Feeling Lost: Hi Carolyn --

How do you deal with a parent that may be going bankrupt, is clearly depressed and not communicating any of this? My mom and I aren't very close, but she is selling her house because she can't afford it anymore (to the point where she may be defaulting on her mortgage), has maxed out credit cards that she is not repaying, and has MAJOR issues with her family that are all finally starting to bubble to the surface. Her best friend told me that she was contemplating suicide earlier in the spring, and has since been put on anti-depressants, but no therapy. I feel totally lost and overwhelmed and unsure how to deal with this. I know that I should be in therapy, but don't even know how to find some one in D.C. to talk to.

Any thoughts?

Carolyn Hax: A continuation of a thought from last week--the Women's Center in Vienna, Va. (which isn't just for women, I keep forgetting to add), is a great place for you to start b/c they can also help you help your mom.

Also, it sounds like your mom confides in her best friend, at least a little. She's probably a good resource for you when you have names and numbers of people you'd like to encourage your mom to see.

Which brings us to: the limits on what you can do. Your mom is her own person, and even if you were close she would still be the one person ultimately responsible for her actions. This can be the hardest part to reconcile, especially if her actions break your heart.

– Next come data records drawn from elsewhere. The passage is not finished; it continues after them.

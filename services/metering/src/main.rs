//! Metering sidecar.
//!
//! Receives the relay's SSE tee as `POST /`, prices and batches it into the
//! hourly/minute aggregates the budget reader and admin dashboards read.
//! `metering verify <user_email> <hour>` runs the standalone drift check
//! against a fresh, empty store — see `crates/metering::verify` doc comment
//! for why this is a structural demonstration rather than a tool you'd run
//! against a live deployment's store in this in-process implementation.

mod config;
mod error;
mod handler;
mod metrics;
mod state;

use std::sync::Arc;

use anyhow::{Context, Result};
use axum::Router;
use axum::http::StatusCode;
use axum::routing::{get, post};
use store::Store;
use tokio::net::TcpListener;
use tracing::info;

use crate::config::Config;
use crate::state::AppState;

#[tokio::main]
async fn main() -> Result<()> {
    common::init_tracing();

    let args: Vec<String> = std::env::args().collect();
    if args.get(1).map(String::as_str) == Some("verify") {
        return run_verify(&args[2..]);
    }

    info!("starting metering");
    let cli_config_path = args.iter().position(|a| a == "--config").and_then(|i| args.get(i + 1)).map(String::as_str);
    let config_path = Config::resolve_path(cli_config_path);
    info!(path = %config_path.display(), "loading configuration");
    let config = Config::load(&config_path).with_context(|| format!("failed to load config from {}", config_path.display()))?;
    let recorder_handle = metrics::install_recorder();

    let store = Arc::new(Store::new());
    let (batch_writer, flush_handle) = metering::BatchWriter::spawn(store);
    let app_state = AppState { batch_writer: batch_writer.clone() };

    let app = Router::new()
        .route("/health", get(health))
        .route("/metrics", get(move || render_metrics(recorder_handle.clone())))
        .route("/", post(handler::ingest))
        .with_state(app_state);

    let listener = TcpListener::bind(("0.0.0.0", config.port))
        .await
        .with_context(|| format!("failed to bind metering port {}", config.port))?;

    info!(port = config.port, "listening");

    axum::serve(listener, app).with_graceful_shutdown(shutdown_signal()).await.context("server error")?;

    batch_writer.shutdown();
    flush_handle.await.context("batch writer flush task panicked")?;
    info!("shutdown complete");
    Ok(())
}

async fn health() -> (StatusCode, &'static str) {
    (StatusCode::OK, "OK")
}

async fn render_metrics(handle: metrics_exporter_prometheus::PrometheusHandle) -> String {
    handle.render()
}

fn run_verify(args: &[String]) -> Result<()> {
    let [user_email, hour] = args else {
        anyhow::bail!("usage: metering verify <user_email> <hour:%Y-%m-%dT%H>");
    };

    let store = Store::new();
    let report = metering::verify_hour(&store, user_email, hour);
    println!("{}", serde_json::to_string_pretty(&json_report(&report))?);
    if !report.is_consistent() {
        anyhow::bail!("drift detected for {user_email} {hour}");
    }
    Ok(())
}

fn json_report(report: &metering::DriftReport) -> serde_json::Value {
    serde_json::json!({
        "user_email": report.user_email,
        "hour": report.hour,
        "records_examined": report.records_examined,
        "recomputed_requests": report.recomputed_requests,
        "recomputed_points": report.recomputed_points,
        "stored_requests": report.stored_requests,
        "stored_points": report.stored_points,
        "consistent": report.is_consistent(),
    })
}

async fn shutdown_signal() {
    let ctrl_c = async {
        tokio::signal::ctrl_c().await.expect("failed to install Ctrl+C handler");
    };

    #[cfg(unix)]
    let terminate = async {
        tokio::signal::unix::signal(tokio::signal::unix::SignalKind::terminate())
            .expect("failed to install SIGTERM handler")
            .recv()
            .await;
    };

    #[cfg(not(unix))]
    let terminate = std::future::pending::<()>();

    tokio::select! {
        _ = ctrl_c => info!("received SIGINT, shutting down"),
        _ = terminate => info!("received SIGTERM, shutting down"),
    }
}
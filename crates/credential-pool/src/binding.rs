//! Per-user sticky credential binding.
//!
//! `GetValidTokenForUser` is the hot path: a user stays bound to one
//! upstream account until that account's token expires, so repeat calls
//! from the same user land on the same upstream account (useful for
//! provider-side prompt caching). Binding documents are mutated only
//! inside `store::Store::transaction` on the user's own key, matching the
//! same per-document locking discipline as credential refresh.

use std::sync::Arc;
use std::time::{Duration, Instant};

use lru::LruCache;
use serde_json::{Value, json};
use std::num::NonZeroUsize;
use std::sync::Mutex;
use tracing::debug;

use crate::error::Result;
use crate::pool::CredentialPool;
use crate::time::now_millis;

pub const USER_TOKEN_BINDINGS_COLLECTION: &str = "user_token_bindings";

const CACHE_CAPACITY: usize = 10_000;
const CACHE_TTL: Duration = Duration::from_secs(24 * 60 * 60);

#[derive(Clone)]
struct CachedBinding {
    account_uuid: String,
    access_token: String,
    expires_at: u64,
    cached_at: Instant,
}

/// A resolved, usable token for a specific user.
#[derive(Debug, Clone, PartialEq, Eq)]
pub struct UserToken {
    pub access_token: String,
    pub account_uuid: String,
    pub expires_at: u64,
}

/// Resolves and caches per-user sticky bindings on top of a `CredentialPool`.
pub struct UserTokenBinder {
    pool: Arc<CredentialPool>,
    cache: Mutex<LruCache<String, CachedBinding>>,
}

impl UserTokenBinder {
    pub fn new(pool: Arc<CredentialPool>) -> Self {
        Self {
            pool,
            cache: Mutex::new(LruCache::new(NonZeroUsize::new(CACHE_CAPACITY).unwrap())),
        }
    }

    /// The underlying pool, for callers that also need direct pool
    /// operations (e.g. the relay's upstream error tap marking a
    /// credential rate-limited by access token).
    pub fn pool(&self) -> &Arc<CredentialPool> {
        &self.pool
    }

    /// The hot path: return a usable `(access_token, account_uuid, expires_at)`
    /// for `user_email`, binding a fresh credential if none exists yet.
    pub async fn get_valid_token_for_user(&self, user_email: &str) -> Result<UserToken> {
        if let Some(cached) = self.cache_hit(user_email) {
            return Ok(cached);
        }

        let store = self.pool.store().clone();
        let pool = Arc::clone(&self.pool);
        let user_email_owned = user_email.to_string();

        let token: Result<UserToken> = store
            .transaction(USER_TOKEN_BINDINGS_COLLECTION, user_email, move |current| {
                let pool = Arc::clone(&pool);
                let user_email = user_email_owned.clone();
                async move {
                    let now = now_millis();

                    if let Some(doc) = &current {
                        let expires_at = doc.get("expires_at").and_then(Value::as_u64).unwrap_or(0);
                        if expires_at > now {
                            let token = UserToken {
                                access_token: doc
                                    .get("access_token")
                                    .and_then(Value::as_str)
                                    .unwrap_or_default()
                                    .to_string(),
                                account_uuid: doc
                                    .get("account_uuid")
                                    .and_then(Value::as_str)
                                    .unwrap_or_default()
                                    .to_string(),
                                expires_at,
                            };
                            return Ok((None, Ok(token)));
                        }
                    }

                    match pool.get_valid_credentials().await {
                        Ok(selected) => {
                            let doc = json!({
                                "user_email": user_email,
                                "account_uuid": selected.account_uuid,
                                "access_token": selected.access_token,
                                "expires_at": selected.expires_at,
                            });
                            let token = UserToken {
                                access_token: selected.access_token,
                                account_uuid: selected.account_uuid,
                                expires_at: selected.expires_at,
                            };
                            Ok((Some(doc), Ok(token)))
                        }
                        Err(e) => Ok((current, Err(e))),
                    }
                }
            })
            .await?;

        if let Ok(ref t) = token {
            self.cache_insert(user_email, t);
        }
        token
    }

    /// Force the next call for `user_email` to re-bind, e.g. after the
    /// upstream reports a rate-limit or auth failure on this user's credential.
    pub async fn clear_user_token_binding(&self, user_email: &str) -> Result<()> {
        self.cache.lock().unwrap().pop(user_email);
        self.pool
            .store()
            .delete(USER_TOKEN_BINDINGS_COLLECTION, user_email)
            .await?;
        debug!(user_email, "user token binding cleared");
        Ok(())
    }

    fn cache_hit(&self, user_email: &str) -> Option<UserToken> {
        let mut cache = self.cache.lock().unwrap();
        let cached = cache.get(user_email)?;
        if cached.cached_at.elapsed() >= CACHE_TTL {
            cache.pop(user_email);
            return None;
        }
        Some(UserToken {
            access_token: cached.access_token.clone(),
            account_uuid: cached.account_uuid.clone(),
            expires_at: cached.expires_at,
        })
    }

    fn cache_insert(&self, user_email: &str, token: &UserToken) {
        self.cache.lock().unwrap().put(
            user_email.to_string(),
            CachedBinding {
                account_uuid: token.account_uuid.clone(),
                access_token: token.access_token.clone(),
                expires_at: token.expires_at,
                cached_at: Instant::now(),
            },
        );
    }
}
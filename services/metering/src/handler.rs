//! `POST /` ingestion: validate the tee'd request, parse the SSE body, and
//! enqueue it for the batch writer. Enqueueing never blocks on a store
//! write, matching the relay's requirement that the tee never slow down or
//! fail the client response it was copied from.

use axum::extract::State;
use axum::http::{HeaderMap, StatusCode};
use axum::response::{IntoResponse, Response};
use chrono::Utc;
use metering::PendingUsage;
use serde_json::json;
use tracing::warn;

use crate::metrics;
use crate::state::AppState;

pub async fn ingest(State(state): State<AppState>, headers: HeaderMap, body: String) -> Response {
    let Some(user_email) = header_value(&headers, "x-user-id") else {
        metrics::record_ingested("rejected");
        return bad_request("missing X-User-ID header");
    };
    let Some(account_uuid) = header_value(&headers, "x-upstream-account-uuid") else {
        metrics::record_ingested("rejected");
        return bad_request("missing X-Upstream-Account-UUID header");
    };
    let request_id = header_value(&headers, "x-request-id");

    let trimmed = body.trim_start();
    if !(trimmed.starts_with("event:") || trimmed.starts_with("data:")) {
        metrics::record_ingested("rejected");
        return bad_request("Only SSE streams are supported for billing");
    }

    let parsed = match metering::parse_usage(&body) {
        Ok(parsed) => parsed,
        Err(e) => {
            warn!(user_email, account_uuid, request_id, error = %e, "failed to parse SSE usage");
            metrics::record_ingested("rejected");
            return bad_request(&e.to_string());
        }
    };

    state
        .batch_writer
        .enqueue(PendingUsage { user_email, account_uuid, request_id, parsed, timestamp: Utc::now() })
        .await;

    metrics::record_ingested("success");
    (StatusCode::OK, axum::Json(json!({"status": "success"}))).into_response()
}

fn header_value(headers: &HeaderMap, name: &str) -> Option<String> {
    headers.get(name).and_then(|v| v.to_str().ok()).map(str::to_string).filter(|s| !s.is_empty())
}

fn bad_request(message: &str) -> Response {
    (StatusCode::BAD_REQUEST, axum::Json(json!({"error": message}))).into_response()
}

Spokane, Wash.: What to do when you suspect a good friend is getting married because she wants to "be married" more than she wants to get married to her fiance? What to do when that fiance is also a very close friend? Stay uninvolved (I was the person who introduced them, and have enforced a strict non-involvement policy since then) and assume they're both going in with both eyes open?

FWIW, fiance has undergone a radical personality change since they started dating. Fiancee has remained about the same. Though she's showed signs of bridezilladom.

Thanks, Carolyn!

Carolyn Hax: If the bride opens the door for you, you can ask some leading questions, but otherwise I think you need to let them figure this out for themselves. I've said this before, I think ... at least I seem to recall getting slapped for it ... that even if you're right and this marriage is a bad idea, it's possible they need this marriage and the problems that come with it to wake them up. Obviously, if there were a way to catch people before their mistakes got really huge, wed all do it, and sometimes we have to try. (And sometimes we even succeed.) But ask anyone who's really, genuinely happy, and I think you'll find most of them got that way after at least one tour through hell.


Arlington, Va.: I received an 'invitation' yesterday to a wedding shower for a friend of mine. The shower won't actaully take place -- the invitation simply asks that everyone send the bride a gift, restricting gifts from one of the three wedding registries she completed. This irks me so much I'm thinking of not even going to the wedding. Have you ever heard of anything so obnoxious?

Carolyn Hax: Probably, but this one pushed everything else off my mental radar.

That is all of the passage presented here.